The trend is even more pronounced in Washington, D.C., where the study found that more dinners are tipping than at the rest of the country.
New York and Washington, DC, both rank among the top 10 most tip-friendly cities.
But even among the 10 most popular cities, diners are tipping less than 1% of guests.
And in San Francisco, diner tipping rates are much lower.
The findings come from a survey of more than 1,000 diners conducted by the Economic Proselytizer, a Washington-based nonprofit organization that works to promote the economy by encouraging tips.
The group looked at a wide variety of tips across different categories and in different cities across the country, including tips for food, transportation, entertainment, and other services.
The average tip at diners is $1.10, according the study.
New Yorkers tip the most at about $3.70.
Washington, District of Columbia and San Francisco rank second, third, and fourth, respectively, at $2.30 and $3, according that survey.

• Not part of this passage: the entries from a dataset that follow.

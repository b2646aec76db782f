//! services/target_service.rs
//! Listas de destinos: un destino por línea, primer campo CSV.
//! Los archivos viven sólo en `{data_dir}/targets`; las exportaciones de
//! miembros se escriben ahí mismo y luego sirven como `target_file`.

use anyhow::{Context, Result};
use chrono::Utc;
use std::path::{Path, PathBuf};

use crate::models::campaign_model::TargetIdentity;
use crate::models::platform_model::{CampaignError, CampaignResult, EntityHandle};

/// Líneas vacías o sin identificador se ignoran. El orden se conserva.
pub fn parse_targets(text: &str) -> Vec<TargetIdentity> {
    text.lines()
        .filter_map(|line| line.split(',').next())
        .filter_map(TargetIdentity::parse)
        .collect()
}

/// Un nombre de archivo simple: sin separadores, sin componentes ocultos ni `..`.
fn is_plain_file_name(name: &str) -> bool {
    !name.is_empty()
        && !name.starts_with('.')
        && name
            .chars()
            .all(|c| c.is_ascii_alphanumeric() || matches!(c, '_' | '-' | '.'))
}

/// "https://t.me/grupo" o "@grupo" -> "grupo"; el resto de caracteres raros -> '_'
fn clean_group_name(group: &str) -> String {
    let trimmed = group
        .trim()
        .trim_start_matches("https://")
        .trim_start_matches("http://")
        .trim_start_matches("t.me/")
        .trim_start_matches('@');
    let cleaned: String = trimmed
        .chars()
        .map(|c| {
            if c.is_ascii_alphanumeric() || c == '_' || c == '-' {
                c
            } else {
                '_'
            }
        })
        .collect();
    if cleaned.is_empty() {
        "group".to_string()
    } else {
        cleaned
    }
}

fn member_line(member: &EntityHandle) -> String {
    format!(
        "{},{},{},{}",
        member.id,
        member.username.as_deref().unwrap_or(""),
        member.first_name.as_deref().unwrap_or(""),
        member.last_name.as_deref().unwrap_or("")
    )
}

#[derive(Clone, Debug)]
pub struct TargetStore {
    dir: PathBuf,
}

impl TargetStore {
    pub fn new(dir: impl Into<PathBuf>) -> Self {
        TargetStore { dir: dir.into() }
    }

    /// Ruta real de `name` dentro del directorio de destinos.
    /// Rechaza cualquier nombre que pueda salir de él, incluso vía symlink.
    pub async fn resolve(&self, name: &str) -> CampaignResult<PathBuf> {
        if !is_plain_file_name(name) {
            return Err(CampaignError::InvalidInput(format!(
                "Nombre de archivo de destinos inválido: '{}'",
                name
            )));
        }

        let not_found = || {
            CampaignError::InvalidInput(format!("Archivo de destinos no encontrado: '{}'", name))
        };
        let root = tokio::fs::canonicalize(&self.dir)
            .await
            .map_err(|_| not_found())?;
        let path = tokio::fs::canonicalize(self.dir.join(name))
            .await
            .map_err(|_| not_found())?;

        if !path.starts_with(&root) || !path.is_file() {
            log::warn!("(TargetStore::resolve) Ruta fuera de {}: {}", root.display(), name);
            return Err(not_found());
        }
        Ok(path)
    }

    pub async fn load(&self, name: &str) -> CampaignResult<Vec<TargetIdentity>> {
        let path = self.resolve(name).await?;
        Ok(read_targets(&path).await?)
    }

    /// Escribe `id,username,nombre,apellido` por miembro y devuelve el nombre del archivo.
    pub async fn save_members(&self, group: &str, members: &[EntityHandle]) -> Result<String> {
        tokio::fs::create_dir_all(&self.dir)
            .await
            .with_context(|| format!("No se pudo crear {}", self.dir.display()))?;

        let file_name = format!(
            "members_{}_{}.txt",
            clean_group_name(group),
            Utc::now().format("%Y%m%d")
        );
        let path = self.dir.join(&file_name);
        let lines: Vec<String> = members.iter().map(member_line).collect();

        tokio::fs::write(&path, lines.join("\n"))
            .await
            .with_context(|| format!("No se pudo escribir {}", path.display()))?;

        log::info!(
            "(save_members) {} miembros guardados en {}",
            members.len(),
            path.display()
        );
        Ok(file_name)
    }
}

async fn read_targets(path: &Path) -> Result<Vec<TargetIdentity>> {
    let text = tokio::fs::read_to_string(path)
        .await
        .with_context(|| format!("No se pudo leer el archivo de destinos {}", path.display()))?;
    let targets = parse_targets(&text);
    log::info!(
        "(read_targets) {} destinos leídos de {}",
        targets.len(),
        path.display()
    );
    Ok(targets)
}
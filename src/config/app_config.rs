//! config/app_config.rs
//! Configuración leída de variables de entorno (con `.env` cargado por dotenv).

use std::env;
use std::path::PathBuf;
use std::str::FromStr;
use std::time::Duration;

use crate::config::pacing_config::PacingConfig;

#[derive(Debug, Clone)]
pub struct AppConfig {
    pub data_dir: PathBuf,
    pub host: String,
    pub port: u16,
    pub pacing: PacingConfig,
}

impl Default for AppConfig {
    fn default() -> Self {
        AppConfig {
            data_dir: PathBuf::from("data"),
            host: "0.0.0.0".to_string(),
            port: 5022,
            pacing: PacingConfig::default(),
        }
    }
}

impl AppConfig {
    pub fn from_env() -> Self {
        let defaults = AppConfig::default();
        let pacing_defaults = PacingConfig::default();

        let pacing = PacingConfig {
            invite_delay: Duration::from_secs(env_or(
                "PACING_INVITE_SECS",
                pacing_defaults.invite_delay.as_secs(),
            )),
            message_delay: Duration::from_secs(env_or(
                "PACING_MESSAGE_SECS",
                pacing_defaults.message_delay.as_secs(),
            )),
            join_delay: Duration::from_secs(env_or(
                "PACING_JOIN_SECS",
                pacing_defaults.join_delay.as_secs(),
            )),
            member_page_delay: Duration::from_secs(env_or(
                "PACING_MEMBER_PAGE_SECS",
                pacing_defaults.member_page_delay.as_secs(),
            )),
            broadcast_message_delay: Duration::from_secs(env_or(
                "PACING_BROADCAST_SECS",
                pacing_defaults.broadcast_message_delay.as_secs(),
            )),
            broadcast_interval: Duration::from_secs(env_or(
                "BROADCAST_INTERVAL_SECS",
                pacing_defaults.broadcast_interval.as_secs(),
            )),
            max_retries: env_or("FLOOD_MAX_RETRIES", pacing_defaults.max_retries),
            member_page_size: env_or("MEMBER_PAGE_SIZE", pacing_defaults.member_page_size),
        };

        AppConfig {
            data_dir: env::var("APP_DATA_DIR")
                .map(PathBuf::from)
                .unwrap_or(defaults.data_dir),
            host: env::var("APP_HOST").unwrap_or(defaults.host),
            port: env_or("APP_PORT", defaults.port),
            pacing,
        }
    }

    /// Base de datos del servicio (cuentas y corridas de campañas)
    pub fn service_db_path(&self) -> PathBuf {
        self.data_dir.join("service.db")
    }

    /// Raíz de ledgers en modo simulado, separada de `{data_dir}/sessions`
    /// para que un envío ficticio nunca cuente como contacto real.
    pub fn dry_run_dir(&self) -> PathBuf {
        self.data_dir.join("dry_run")
    }

    /// Archivos de destinos y miembros exportados.
    pub fn targets_dir(&self) -> PathBuf {
        self.data_dir.join("targets")
    }
}

/// Lee una variable numérica; si no existe o no parsea, usa el default.
fn env_or<T: FromStr + Copy + std::fmt::Display>(key: &str, default: T) -> T {
    match env::var(key) {
        Ok(raw) => match raw.trim().parse::<T>() {
            Ok(v) => v,
            Err(_) => {
                log::warn!(
                    "(env_or) Valor inválido para {}='{}', usando {}",
                    key,
                    raw,
                    default
                );
                default
            }
        },
        Err(_) => default,
    }
}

The study found a clear correlation between tipping and overall revenue, with diners with the highest tipping rates averaging more than three times the revenue from diners who don’t tip.
The data also revealed that restaurants and bars that are known for high prices, like the famous Bistro La Brea in Brooklyn, have been the most popular diners, with an average of $1,400 in tips.
That number jumps to $4,700 at The Steakhouse, which is in the most expensive part of the city.
Tipping can be a lucrative revenue source, with more than $3 billion in tips earned each year by restaurants and pubs across the nation, according a report by the National Restaurant Association.
And restaurants that don’t have tipping tables are more likely to be low-income, with fewer than 10% of diners being employed full-time.
The report notes that low-wage jobs account for the majority of diner income.
The survey also showed that nearly two-thirds of dinners tipped more than 30% of their tips, while less than 15% tipped less than 10%.
The study also showed a clear trend toward increasing the tip at restaurants with higher levels of tipping, such as the iconic Steak House in San Jose, California, with a whopping 71% of the sample tipping more than 50%.
The number of people tipping more, on average, is nearly five times higher than the national average.